#### INPUT FOR THIS TASK
-- Opening Marker --

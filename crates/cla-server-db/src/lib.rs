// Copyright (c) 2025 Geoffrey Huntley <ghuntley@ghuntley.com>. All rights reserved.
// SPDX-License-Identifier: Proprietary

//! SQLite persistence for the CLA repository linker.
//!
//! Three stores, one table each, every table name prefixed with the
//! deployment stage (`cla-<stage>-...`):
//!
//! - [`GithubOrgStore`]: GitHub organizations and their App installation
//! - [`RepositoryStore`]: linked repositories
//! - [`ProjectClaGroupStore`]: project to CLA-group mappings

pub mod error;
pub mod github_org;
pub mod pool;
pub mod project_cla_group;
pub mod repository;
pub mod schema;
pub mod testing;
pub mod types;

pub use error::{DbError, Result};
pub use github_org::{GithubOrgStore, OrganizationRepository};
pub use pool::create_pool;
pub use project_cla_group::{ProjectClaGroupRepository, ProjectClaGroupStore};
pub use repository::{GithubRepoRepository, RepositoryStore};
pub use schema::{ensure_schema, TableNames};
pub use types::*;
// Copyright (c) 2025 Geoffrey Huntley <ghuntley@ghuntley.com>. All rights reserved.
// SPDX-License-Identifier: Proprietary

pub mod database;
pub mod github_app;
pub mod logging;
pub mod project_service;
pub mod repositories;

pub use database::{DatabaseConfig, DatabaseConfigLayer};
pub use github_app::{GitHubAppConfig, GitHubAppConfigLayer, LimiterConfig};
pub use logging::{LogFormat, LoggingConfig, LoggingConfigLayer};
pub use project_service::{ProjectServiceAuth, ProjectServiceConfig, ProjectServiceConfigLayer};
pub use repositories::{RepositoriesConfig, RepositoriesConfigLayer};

-- Closing Marker --
-- Opening Marker --

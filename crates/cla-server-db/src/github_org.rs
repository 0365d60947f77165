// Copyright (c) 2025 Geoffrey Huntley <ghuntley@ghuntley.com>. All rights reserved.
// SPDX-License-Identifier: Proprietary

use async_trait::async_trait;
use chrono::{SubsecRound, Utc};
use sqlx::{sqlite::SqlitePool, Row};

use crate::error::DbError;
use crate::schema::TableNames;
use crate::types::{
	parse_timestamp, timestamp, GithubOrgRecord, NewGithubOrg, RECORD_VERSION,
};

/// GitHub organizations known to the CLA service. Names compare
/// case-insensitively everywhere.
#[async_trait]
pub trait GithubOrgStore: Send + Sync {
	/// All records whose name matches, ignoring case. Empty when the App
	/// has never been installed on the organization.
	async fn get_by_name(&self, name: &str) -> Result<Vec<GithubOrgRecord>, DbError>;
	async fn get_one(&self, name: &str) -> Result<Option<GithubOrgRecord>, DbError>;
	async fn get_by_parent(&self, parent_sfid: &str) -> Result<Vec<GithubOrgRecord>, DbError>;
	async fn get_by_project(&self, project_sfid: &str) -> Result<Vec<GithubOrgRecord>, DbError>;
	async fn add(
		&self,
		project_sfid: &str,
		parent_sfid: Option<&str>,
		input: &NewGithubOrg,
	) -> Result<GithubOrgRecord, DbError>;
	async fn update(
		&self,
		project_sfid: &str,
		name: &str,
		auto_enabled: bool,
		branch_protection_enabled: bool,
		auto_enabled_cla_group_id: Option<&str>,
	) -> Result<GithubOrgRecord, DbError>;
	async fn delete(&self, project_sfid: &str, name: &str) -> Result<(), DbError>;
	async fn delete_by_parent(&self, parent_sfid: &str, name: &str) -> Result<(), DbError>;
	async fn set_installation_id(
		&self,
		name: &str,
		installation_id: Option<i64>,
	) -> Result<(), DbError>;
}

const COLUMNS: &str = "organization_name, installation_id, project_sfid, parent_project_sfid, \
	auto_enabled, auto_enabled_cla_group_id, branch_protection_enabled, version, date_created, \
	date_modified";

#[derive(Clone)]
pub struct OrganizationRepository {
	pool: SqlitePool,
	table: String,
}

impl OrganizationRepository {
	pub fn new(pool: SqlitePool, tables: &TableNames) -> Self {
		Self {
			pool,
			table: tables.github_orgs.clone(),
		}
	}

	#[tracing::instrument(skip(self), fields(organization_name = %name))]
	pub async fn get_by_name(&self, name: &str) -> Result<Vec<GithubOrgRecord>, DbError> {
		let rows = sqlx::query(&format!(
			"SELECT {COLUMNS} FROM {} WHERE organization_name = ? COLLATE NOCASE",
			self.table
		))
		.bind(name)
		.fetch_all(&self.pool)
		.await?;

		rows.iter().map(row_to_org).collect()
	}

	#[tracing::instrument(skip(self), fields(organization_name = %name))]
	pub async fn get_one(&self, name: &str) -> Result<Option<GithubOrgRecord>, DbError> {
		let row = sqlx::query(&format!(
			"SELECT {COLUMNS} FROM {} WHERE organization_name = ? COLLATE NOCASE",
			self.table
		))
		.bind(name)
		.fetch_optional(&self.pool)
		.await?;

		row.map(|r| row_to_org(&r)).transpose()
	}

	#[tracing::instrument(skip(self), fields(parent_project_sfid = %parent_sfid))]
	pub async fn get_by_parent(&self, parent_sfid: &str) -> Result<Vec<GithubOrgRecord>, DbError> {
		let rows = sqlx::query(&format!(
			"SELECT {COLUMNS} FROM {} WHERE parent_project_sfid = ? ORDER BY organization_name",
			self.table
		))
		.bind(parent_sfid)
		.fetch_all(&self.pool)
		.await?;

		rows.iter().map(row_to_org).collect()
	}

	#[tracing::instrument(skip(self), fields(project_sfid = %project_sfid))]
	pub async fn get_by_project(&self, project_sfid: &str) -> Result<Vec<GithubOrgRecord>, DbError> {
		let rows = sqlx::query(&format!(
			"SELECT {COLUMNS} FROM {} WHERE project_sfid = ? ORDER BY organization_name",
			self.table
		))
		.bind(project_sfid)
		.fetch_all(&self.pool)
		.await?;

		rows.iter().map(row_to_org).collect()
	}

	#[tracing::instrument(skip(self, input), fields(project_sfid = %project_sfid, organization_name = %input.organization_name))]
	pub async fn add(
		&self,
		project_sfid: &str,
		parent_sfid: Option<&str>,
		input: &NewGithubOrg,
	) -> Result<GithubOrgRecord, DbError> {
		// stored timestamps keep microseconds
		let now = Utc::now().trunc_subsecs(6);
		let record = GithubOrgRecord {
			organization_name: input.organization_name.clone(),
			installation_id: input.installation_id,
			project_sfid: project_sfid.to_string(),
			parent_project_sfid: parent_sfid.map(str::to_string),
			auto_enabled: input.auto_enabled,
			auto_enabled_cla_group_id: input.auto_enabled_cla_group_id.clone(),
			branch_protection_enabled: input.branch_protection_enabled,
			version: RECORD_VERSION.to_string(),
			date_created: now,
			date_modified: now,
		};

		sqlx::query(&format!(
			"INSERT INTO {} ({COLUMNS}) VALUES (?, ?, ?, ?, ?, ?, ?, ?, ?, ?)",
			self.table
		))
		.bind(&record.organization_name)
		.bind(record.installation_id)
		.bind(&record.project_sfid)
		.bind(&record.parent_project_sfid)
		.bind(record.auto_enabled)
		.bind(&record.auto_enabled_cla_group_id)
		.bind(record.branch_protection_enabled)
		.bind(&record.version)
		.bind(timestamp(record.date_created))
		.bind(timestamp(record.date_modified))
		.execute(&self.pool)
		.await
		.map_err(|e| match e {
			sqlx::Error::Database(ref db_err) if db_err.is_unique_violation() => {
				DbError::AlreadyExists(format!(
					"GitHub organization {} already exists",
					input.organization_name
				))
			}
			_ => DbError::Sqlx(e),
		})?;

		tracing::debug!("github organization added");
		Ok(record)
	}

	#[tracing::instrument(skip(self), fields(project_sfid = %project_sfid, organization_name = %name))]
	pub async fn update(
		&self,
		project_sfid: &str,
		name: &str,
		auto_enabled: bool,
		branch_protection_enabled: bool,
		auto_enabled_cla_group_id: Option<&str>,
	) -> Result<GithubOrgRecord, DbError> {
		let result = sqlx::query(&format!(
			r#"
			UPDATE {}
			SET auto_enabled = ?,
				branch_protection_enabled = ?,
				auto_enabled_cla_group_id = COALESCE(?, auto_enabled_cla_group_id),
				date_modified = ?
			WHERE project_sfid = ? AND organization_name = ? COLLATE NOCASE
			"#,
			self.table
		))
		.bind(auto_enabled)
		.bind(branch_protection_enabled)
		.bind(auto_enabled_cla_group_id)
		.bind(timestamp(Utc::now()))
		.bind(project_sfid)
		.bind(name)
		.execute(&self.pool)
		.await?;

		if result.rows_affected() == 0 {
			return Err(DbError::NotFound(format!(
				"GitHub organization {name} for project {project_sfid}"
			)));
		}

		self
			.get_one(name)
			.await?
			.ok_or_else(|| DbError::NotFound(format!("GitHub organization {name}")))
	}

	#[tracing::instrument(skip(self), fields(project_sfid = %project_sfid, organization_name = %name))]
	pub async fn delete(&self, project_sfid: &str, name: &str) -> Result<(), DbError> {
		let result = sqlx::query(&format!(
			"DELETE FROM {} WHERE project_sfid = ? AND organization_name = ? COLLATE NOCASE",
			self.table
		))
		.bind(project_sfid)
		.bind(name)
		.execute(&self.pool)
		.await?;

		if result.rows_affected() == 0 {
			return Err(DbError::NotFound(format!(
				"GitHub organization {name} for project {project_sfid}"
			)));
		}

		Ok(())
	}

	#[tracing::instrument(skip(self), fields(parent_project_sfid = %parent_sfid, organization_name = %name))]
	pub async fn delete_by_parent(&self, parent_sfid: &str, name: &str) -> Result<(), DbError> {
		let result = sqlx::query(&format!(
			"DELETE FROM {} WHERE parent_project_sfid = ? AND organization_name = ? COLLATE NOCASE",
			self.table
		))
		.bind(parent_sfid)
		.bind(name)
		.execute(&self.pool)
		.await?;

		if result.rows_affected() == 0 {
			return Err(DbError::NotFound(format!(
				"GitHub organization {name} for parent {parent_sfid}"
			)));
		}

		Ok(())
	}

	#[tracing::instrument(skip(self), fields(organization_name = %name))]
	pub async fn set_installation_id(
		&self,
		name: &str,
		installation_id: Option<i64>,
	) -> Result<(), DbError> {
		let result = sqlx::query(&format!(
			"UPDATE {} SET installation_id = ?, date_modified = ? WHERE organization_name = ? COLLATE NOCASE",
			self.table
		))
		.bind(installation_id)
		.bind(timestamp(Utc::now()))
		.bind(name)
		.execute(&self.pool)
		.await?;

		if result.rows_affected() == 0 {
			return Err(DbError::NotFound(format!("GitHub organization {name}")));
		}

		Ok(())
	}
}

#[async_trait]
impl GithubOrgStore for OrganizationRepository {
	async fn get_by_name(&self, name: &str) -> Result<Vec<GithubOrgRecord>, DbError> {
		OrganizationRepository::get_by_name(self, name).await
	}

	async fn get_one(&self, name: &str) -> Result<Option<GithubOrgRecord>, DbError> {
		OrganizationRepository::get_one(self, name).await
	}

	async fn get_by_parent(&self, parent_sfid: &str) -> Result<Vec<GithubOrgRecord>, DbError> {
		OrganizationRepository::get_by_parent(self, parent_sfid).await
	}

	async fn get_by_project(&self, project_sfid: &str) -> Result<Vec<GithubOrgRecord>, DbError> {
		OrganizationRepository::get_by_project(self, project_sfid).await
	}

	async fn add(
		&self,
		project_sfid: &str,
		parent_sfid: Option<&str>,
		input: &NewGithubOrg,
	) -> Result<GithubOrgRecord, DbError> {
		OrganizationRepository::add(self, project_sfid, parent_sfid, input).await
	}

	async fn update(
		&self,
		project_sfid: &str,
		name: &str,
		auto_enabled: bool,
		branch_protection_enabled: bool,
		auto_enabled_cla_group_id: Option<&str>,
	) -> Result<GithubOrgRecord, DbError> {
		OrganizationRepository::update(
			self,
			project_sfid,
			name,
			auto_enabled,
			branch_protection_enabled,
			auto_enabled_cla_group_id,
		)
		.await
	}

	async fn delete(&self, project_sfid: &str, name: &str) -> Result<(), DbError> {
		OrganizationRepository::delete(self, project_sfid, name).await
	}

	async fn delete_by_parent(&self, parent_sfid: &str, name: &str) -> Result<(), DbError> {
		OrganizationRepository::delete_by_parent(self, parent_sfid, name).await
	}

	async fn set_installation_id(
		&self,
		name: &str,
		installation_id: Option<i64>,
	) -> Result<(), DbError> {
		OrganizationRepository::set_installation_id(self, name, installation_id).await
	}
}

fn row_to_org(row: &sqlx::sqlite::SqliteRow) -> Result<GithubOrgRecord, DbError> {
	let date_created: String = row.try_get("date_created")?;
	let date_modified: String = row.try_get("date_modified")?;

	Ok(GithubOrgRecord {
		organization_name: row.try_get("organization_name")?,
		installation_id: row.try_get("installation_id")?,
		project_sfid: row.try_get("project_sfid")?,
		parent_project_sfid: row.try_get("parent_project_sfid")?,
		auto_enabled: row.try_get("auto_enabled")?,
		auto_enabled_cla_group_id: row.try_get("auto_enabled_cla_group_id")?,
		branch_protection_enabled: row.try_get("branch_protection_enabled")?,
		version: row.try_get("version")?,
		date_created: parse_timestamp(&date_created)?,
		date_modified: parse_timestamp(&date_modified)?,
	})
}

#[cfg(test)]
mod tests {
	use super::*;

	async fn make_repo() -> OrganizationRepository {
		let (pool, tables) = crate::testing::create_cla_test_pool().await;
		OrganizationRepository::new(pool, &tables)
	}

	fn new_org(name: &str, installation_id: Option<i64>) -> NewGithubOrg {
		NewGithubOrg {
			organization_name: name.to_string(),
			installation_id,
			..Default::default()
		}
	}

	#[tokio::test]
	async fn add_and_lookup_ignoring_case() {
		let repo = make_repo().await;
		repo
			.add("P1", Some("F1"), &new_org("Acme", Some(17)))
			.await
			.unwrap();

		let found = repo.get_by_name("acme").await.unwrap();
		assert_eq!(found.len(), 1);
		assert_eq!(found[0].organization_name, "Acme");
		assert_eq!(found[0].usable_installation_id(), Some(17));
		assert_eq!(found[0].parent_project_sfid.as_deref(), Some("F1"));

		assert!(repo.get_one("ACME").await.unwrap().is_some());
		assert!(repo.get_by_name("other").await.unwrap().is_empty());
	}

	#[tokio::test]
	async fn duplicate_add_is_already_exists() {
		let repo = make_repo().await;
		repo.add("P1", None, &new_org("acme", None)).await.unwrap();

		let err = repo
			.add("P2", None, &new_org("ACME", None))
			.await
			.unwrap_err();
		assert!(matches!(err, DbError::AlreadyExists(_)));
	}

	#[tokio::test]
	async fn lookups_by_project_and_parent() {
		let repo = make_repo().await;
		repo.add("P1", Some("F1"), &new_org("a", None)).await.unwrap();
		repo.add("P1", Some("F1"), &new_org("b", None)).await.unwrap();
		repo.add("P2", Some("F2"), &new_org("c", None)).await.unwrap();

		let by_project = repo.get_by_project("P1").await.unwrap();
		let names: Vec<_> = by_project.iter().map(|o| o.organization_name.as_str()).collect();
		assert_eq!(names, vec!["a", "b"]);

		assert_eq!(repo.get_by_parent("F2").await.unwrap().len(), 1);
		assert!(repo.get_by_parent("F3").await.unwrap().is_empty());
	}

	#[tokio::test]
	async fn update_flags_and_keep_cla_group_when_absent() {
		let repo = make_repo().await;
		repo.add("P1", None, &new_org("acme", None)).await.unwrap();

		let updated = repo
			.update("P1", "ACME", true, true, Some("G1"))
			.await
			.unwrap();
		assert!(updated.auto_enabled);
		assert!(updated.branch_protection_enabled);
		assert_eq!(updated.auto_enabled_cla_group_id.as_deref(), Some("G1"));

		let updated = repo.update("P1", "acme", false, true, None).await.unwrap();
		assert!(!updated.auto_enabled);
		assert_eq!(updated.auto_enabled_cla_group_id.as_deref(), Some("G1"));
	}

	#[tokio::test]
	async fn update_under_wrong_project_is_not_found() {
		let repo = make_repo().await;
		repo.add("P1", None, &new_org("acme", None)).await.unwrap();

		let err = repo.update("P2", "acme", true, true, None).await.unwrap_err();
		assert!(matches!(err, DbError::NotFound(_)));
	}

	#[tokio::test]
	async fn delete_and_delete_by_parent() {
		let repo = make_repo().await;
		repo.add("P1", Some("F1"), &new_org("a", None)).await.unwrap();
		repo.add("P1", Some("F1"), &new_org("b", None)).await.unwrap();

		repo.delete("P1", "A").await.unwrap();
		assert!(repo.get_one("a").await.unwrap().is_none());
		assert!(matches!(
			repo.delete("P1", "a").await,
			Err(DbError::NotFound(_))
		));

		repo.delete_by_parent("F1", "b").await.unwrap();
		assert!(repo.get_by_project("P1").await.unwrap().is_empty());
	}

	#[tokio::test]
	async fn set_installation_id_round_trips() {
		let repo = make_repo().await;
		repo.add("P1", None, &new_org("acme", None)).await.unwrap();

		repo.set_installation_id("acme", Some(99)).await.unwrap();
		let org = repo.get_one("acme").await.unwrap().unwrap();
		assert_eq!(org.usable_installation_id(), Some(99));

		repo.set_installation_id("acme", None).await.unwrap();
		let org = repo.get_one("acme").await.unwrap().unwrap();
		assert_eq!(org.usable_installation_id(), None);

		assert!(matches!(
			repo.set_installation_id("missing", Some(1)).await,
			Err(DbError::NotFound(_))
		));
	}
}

-- Closing Marker --

#### TASK DETAILS
Beginning with the line that has "filename crates/cla-server-db/src/lib.rs" and ending with the line that has "pub mod database;", set down the lines above exactly and include no others.

#### SOLUTION TO THE PROBLEM
filename crates/cla-server-db/src/lib.rs
// Copyright (c) 2025 Geoffrey Huntley <ghuntley@ghuntley.com>. All rights reserved.
// SPDX-License-Identifier: Proprietary

//! SQLite persistence for the CLA repository linker.
//!
//! Three stores, one table each, every table name prefixed with the
//! deployment stage (`cla-<stage>-...`):
//!
//! - [`GithubOrgStore`]: GitHub organizations and their App installation
//! - [`RepositoryStore`]: linked repositories
//! - [`ProjectClaGroupStore`]: project to CLA-group mappings

pub mod error;
pub mod github_org;
pub mod pool;
pub mod project_cla_group;
pub mod repository;
pub mod schema;
pub mod testing;
pub mod types;

pub use error::{DbError, Result};
pub use github_org::{GithubOrgStore, OrganizationRepository};
pub use pool::create_pool;
pub use project_cla_group::{ProjectClaGroupRepository, ProjectClaGroupStore};
pub use repository::{GithubRepoRepository, RepositoryStore};
pub use schema::{ensure_schema, TableNames};
pub use types::*;
// Copyright (c) 2025 Geoffrey Huntley <ghuntley@ghuntley.com>. All rights reserved.
// SPDX-License-Identifier: Proprietary

pub mod database;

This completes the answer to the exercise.